| Records to use |

§ §

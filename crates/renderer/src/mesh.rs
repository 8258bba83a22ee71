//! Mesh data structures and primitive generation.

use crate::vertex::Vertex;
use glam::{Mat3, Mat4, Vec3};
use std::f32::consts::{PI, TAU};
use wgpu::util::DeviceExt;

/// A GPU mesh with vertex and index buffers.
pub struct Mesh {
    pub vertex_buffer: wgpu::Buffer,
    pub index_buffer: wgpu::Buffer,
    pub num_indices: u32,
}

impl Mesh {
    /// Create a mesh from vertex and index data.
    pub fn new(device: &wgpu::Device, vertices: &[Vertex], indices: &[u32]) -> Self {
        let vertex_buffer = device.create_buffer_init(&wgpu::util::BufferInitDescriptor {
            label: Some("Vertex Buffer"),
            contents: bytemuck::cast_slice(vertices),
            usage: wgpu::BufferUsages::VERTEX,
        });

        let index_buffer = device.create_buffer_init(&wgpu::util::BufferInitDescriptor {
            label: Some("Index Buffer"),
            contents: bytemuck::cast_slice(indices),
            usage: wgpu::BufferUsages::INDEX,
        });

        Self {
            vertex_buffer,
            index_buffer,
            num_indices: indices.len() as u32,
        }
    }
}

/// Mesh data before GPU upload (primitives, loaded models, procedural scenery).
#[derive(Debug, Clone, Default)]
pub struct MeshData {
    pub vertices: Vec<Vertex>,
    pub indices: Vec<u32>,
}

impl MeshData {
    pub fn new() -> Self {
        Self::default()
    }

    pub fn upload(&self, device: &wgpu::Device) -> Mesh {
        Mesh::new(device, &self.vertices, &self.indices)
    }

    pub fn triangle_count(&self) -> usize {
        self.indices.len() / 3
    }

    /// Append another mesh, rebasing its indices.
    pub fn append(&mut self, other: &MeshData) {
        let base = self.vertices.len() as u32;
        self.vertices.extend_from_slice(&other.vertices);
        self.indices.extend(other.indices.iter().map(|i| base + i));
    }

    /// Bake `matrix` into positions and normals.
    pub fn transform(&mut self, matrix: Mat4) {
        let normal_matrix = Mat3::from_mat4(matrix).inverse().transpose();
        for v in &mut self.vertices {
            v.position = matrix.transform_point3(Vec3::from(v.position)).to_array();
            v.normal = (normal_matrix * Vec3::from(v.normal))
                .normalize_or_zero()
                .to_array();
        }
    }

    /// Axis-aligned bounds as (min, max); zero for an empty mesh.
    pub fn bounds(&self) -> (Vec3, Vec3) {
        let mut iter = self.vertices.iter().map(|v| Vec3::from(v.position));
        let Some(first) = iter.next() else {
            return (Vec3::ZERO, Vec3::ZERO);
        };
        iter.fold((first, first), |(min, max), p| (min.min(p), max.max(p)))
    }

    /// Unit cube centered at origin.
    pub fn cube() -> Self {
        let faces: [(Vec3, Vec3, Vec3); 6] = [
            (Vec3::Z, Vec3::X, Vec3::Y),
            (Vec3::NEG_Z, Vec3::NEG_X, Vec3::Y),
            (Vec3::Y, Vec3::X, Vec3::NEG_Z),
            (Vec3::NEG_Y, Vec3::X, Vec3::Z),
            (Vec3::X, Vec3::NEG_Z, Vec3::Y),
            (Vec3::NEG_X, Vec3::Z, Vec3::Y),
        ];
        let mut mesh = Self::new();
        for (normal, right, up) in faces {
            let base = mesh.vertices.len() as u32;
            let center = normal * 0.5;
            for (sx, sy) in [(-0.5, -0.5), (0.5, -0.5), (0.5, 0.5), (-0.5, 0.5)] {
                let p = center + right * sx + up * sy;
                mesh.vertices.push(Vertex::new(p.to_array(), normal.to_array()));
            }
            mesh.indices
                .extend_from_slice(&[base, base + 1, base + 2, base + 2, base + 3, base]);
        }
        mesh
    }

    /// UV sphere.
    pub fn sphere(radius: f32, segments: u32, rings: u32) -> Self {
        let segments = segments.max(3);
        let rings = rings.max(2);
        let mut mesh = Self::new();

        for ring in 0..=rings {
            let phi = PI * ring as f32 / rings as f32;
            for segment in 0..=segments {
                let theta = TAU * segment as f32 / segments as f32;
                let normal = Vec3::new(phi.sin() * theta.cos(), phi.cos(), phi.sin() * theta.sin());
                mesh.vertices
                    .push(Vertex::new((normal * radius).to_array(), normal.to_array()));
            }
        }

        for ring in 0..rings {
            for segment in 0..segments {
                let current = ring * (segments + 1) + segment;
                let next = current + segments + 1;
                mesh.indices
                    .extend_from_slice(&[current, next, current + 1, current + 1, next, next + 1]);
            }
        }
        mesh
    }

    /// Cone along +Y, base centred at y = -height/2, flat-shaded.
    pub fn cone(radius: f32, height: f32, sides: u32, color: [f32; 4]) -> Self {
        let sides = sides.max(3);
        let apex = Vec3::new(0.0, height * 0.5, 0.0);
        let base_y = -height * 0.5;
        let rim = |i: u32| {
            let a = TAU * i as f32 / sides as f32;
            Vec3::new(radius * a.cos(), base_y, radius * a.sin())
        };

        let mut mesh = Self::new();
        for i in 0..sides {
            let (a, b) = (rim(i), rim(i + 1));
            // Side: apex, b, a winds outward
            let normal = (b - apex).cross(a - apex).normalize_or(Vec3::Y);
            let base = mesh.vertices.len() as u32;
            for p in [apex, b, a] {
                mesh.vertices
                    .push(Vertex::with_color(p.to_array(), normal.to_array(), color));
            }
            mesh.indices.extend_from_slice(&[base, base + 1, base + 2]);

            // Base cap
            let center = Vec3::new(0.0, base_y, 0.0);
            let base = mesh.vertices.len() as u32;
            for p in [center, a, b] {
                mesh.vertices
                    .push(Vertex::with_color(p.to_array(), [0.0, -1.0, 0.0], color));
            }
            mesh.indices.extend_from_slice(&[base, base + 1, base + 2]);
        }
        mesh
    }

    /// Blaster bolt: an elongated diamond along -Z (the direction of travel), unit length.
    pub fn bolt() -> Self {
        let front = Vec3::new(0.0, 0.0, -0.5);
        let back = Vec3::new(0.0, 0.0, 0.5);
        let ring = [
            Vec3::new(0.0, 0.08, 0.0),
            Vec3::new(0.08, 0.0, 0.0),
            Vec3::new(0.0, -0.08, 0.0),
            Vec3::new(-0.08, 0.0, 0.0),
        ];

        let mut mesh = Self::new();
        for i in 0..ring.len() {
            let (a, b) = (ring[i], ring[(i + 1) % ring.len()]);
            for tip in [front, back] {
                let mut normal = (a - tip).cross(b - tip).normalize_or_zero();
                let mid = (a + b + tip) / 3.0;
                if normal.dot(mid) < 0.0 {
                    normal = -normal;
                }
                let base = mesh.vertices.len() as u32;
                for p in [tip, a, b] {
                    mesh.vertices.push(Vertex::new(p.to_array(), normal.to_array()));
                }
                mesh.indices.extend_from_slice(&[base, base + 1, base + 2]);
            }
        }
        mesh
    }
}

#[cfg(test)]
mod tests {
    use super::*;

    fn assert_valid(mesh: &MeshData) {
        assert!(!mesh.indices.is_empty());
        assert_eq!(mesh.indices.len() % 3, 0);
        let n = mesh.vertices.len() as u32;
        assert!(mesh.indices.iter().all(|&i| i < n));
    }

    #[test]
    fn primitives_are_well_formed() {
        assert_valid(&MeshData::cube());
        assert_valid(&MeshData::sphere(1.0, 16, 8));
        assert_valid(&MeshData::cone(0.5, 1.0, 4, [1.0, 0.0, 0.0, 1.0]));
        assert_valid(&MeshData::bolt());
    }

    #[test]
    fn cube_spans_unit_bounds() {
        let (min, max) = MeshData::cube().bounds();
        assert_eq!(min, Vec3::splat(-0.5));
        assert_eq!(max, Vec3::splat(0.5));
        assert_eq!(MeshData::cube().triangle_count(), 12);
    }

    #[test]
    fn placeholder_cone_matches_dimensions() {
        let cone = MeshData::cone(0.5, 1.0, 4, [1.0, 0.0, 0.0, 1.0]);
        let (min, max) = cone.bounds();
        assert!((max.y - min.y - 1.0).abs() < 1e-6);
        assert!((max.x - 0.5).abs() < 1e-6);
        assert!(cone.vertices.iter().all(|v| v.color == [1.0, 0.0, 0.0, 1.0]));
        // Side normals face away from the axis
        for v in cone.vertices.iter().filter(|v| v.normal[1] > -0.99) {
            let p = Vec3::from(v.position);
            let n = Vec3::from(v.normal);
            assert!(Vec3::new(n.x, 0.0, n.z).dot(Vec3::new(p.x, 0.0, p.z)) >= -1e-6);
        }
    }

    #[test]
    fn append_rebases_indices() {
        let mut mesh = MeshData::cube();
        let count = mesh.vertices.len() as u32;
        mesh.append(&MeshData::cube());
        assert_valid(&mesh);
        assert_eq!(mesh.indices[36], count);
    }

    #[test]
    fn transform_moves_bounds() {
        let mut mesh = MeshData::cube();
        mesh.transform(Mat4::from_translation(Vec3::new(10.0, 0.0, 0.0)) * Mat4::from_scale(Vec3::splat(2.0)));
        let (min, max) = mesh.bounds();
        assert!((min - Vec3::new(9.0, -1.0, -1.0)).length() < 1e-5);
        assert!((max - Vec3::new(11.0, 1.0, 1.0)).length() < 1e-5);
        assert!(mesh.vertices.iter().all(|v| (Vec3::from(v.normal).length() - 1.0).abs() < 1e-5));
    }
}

§ §

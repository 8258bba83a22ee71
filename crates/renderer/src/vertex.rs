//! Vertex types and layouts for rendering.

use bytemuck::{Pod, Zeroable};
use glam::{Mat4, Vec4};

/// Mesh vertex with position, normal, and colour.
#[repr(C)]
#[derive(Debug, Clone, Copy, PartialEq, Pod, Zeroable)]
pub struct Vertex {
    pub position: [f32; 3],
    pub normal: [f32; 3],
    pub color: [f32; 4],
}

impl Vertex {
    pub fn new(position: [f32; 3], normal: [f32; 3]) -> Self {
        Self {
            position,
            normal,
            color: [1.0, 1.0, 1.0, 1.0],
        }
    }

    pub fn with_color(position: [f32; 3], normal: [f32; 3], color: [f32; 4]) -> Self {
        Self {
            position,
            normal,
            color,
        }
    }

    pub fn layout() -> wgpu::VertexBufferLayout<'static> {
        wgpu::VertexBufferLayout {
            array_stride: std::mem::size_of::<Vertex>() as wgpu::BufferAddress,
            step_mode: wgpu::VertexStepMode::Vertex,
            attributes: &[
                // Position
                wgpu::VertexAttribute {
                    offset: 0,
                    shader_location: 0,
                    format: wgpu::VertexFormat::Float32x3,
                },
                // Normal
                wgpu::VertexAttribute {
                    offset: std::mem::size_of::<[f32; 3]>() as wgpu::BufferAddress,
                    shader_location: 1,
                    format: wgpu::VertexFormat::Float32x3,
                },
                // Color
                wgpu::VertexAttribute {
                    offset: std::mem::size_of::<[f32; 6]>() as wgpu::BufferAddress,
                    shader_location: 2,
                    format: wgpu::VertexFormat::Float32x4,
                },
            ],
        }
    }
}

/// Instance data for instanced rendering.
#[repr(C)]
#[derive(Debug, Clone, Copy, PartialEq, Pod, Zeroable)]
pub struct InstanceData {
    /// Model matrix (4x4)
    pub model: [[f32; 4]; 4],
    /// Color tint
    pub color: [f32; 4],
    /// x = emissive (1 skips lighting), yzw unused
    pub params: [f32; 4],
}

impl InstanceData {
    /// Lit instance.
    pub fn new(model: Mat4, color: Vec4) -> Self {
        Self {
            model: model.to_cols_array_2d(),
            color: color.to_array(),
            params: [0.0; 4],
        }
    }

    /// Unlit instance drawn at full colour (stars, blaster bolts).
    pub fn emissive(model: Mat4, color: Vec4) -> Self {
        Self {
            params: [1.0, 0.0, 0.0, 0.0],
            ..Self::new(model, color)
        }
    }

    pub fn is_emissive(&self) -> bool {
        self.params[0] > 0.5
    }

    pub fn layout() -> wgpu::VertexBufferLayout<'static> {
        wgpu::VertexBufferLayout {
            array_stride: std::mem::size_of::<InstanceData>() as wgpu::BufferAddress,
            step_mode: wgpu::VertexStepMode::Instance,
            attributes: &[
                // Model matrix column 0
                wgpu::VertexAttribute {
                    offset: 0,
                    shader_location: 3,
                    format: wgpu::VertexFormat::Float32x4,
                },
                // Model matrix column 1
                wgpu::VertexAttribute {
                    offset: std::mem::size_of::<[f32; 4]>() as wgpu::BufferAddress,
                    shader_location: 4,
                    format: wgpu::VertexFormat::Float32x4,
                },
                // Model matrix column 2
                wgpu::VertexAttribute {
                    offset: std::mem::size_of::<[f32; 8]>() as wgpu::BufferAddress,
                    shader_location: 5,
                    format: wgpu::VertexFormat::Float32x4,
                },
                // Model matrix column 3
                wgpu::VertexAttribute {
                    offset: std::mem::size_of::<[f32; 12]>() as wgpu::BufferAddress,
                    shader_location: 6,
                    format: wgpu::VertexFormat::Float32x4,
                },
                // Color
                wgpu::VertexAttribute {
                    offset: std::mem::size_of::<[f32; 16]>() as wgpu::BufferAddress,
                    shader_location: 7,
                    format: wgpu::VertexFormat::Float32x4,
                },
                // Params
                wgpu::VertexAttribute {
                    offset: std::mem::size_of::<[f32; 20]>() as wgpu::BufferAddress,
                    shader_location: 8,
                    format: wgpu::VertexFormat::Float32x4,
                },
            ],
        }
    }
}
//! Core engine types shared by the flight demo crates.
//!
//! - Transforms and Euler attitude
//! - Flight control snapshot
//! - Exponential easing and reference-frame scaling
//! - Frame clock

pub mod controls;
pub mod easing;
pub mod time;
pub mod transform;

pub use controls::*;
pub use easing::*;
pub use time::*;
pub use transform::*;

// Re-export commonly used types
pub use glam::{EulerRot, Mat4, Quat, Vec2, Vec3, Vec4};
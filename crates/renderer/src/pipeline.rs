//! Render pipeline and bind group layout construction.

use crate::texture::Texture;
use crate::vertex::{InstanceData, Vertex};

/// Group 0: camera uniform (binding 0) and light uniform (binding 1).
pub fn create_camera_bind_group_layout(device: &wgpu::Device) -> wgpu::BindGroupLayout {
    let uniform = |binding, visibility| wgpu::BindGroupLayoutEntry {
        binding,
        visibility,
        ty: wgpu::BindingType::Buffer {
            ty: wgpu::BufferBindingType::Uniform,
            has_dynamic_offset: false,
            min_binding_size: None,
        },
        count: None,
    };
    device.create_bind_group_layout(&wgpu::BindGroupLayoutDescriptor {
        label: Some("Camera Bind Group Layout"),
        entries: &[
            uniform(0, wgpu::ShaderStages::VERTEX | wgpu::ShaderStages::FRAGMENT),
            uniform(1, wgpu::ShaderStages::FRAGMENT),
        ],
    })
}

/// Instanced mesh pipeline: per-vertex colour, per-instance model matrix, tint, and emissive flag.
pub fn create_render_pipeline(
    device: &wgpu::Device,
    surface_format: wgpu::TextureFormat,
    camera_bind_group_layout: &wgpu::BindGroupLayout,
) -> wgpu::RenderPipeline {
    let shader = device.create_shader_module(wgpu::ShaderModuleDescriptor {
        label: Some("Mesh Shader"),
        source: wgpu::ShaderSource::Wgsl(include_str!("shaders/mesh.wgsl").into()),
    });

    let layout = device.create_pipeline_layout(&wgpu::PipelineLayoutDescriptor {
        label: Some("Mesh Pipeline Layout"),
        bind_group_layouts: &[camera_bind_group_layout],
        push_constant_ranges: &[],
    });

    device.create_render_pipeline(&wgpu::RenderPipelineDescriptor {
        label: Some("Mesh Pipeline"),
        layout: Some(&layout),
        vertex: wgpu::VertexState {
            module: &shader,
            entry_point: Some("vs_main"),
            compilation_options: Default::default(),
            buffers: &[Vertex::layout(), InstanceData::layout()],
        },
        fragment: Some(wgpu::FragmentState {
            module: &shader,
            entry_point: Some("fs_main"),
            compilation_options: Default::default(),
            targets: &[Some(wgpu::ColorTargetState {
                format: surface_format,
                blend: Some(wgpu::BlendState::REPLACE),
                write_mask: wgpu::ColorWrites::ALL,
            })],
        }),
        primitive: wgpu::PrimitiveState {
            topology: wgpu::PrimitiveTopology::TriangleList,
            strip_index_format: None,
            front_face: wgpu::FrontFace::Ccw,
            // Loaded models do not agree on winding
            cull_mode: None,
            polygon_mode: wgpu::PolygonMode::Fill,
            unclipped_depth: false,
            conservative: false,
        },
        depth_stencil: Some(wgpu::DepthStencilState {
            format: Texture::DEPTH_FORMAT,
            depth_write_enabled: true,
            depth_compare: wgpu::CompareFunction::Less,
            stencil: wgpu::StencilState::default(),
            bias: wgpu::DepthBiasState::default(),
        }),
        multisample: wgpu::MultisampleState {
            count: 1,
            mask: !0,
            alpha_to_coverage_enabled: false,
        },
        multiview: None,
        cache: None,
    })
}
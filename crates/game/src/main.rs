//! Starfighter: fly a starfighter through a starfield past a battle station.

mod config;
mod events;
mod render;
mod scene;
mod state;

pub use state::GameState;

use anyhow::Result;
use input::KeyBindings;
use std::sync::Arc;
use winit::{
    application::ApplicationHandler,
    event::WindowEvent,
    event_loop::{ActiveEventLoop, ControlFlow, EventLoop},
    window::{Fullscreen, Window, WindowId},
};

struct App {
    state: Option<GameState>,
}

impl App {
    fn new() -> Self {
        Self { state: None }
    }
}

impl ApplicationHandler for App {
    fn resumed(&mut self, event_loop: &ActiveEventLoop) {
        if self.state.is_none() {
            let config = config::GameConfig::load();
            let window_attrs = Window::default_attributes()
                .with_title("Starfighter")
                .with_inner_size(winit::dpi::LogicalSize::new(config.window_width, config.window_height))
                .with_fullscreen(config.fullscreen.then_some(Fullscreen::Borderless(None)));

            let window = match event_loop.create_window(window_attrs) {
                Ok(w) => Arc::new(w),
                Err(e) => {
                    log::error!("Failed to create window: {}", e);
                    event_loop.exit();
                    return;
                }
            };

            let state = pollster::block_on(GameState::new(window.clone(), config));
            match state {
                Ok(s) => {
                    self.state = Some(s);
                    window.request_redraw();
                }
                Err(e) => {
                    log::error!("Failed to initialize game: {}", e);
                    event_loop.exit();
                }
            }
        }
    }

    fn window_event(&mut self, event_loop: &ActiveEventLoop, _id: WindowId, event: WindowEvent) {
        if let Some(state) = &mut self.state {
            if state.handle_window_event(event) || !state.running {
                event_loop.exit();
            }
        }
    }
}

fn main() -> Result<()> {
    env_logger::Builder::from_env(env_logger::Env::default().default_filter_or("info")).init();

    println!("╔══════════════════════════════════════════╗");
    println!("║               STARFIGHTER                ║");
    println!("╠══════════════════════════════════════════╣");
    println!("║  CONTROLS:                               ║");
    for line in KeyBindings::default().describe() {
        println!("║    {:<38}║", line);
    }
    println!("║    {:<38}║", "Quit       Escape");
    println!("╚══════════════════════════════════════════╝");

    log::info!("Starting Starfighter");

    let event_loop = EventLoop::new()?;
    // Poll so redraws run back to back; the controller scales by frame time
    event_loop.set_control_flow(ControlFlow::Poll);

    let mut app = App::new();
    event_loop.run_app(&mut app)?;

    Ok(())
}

§ §

| Exercise requirements |
The lines needed are those in the data above that hold the string "normals"; copy each of them.

| Completed exercise |
    /// Bake `matrix` into positions and normals.
        // Side normals face away from the axis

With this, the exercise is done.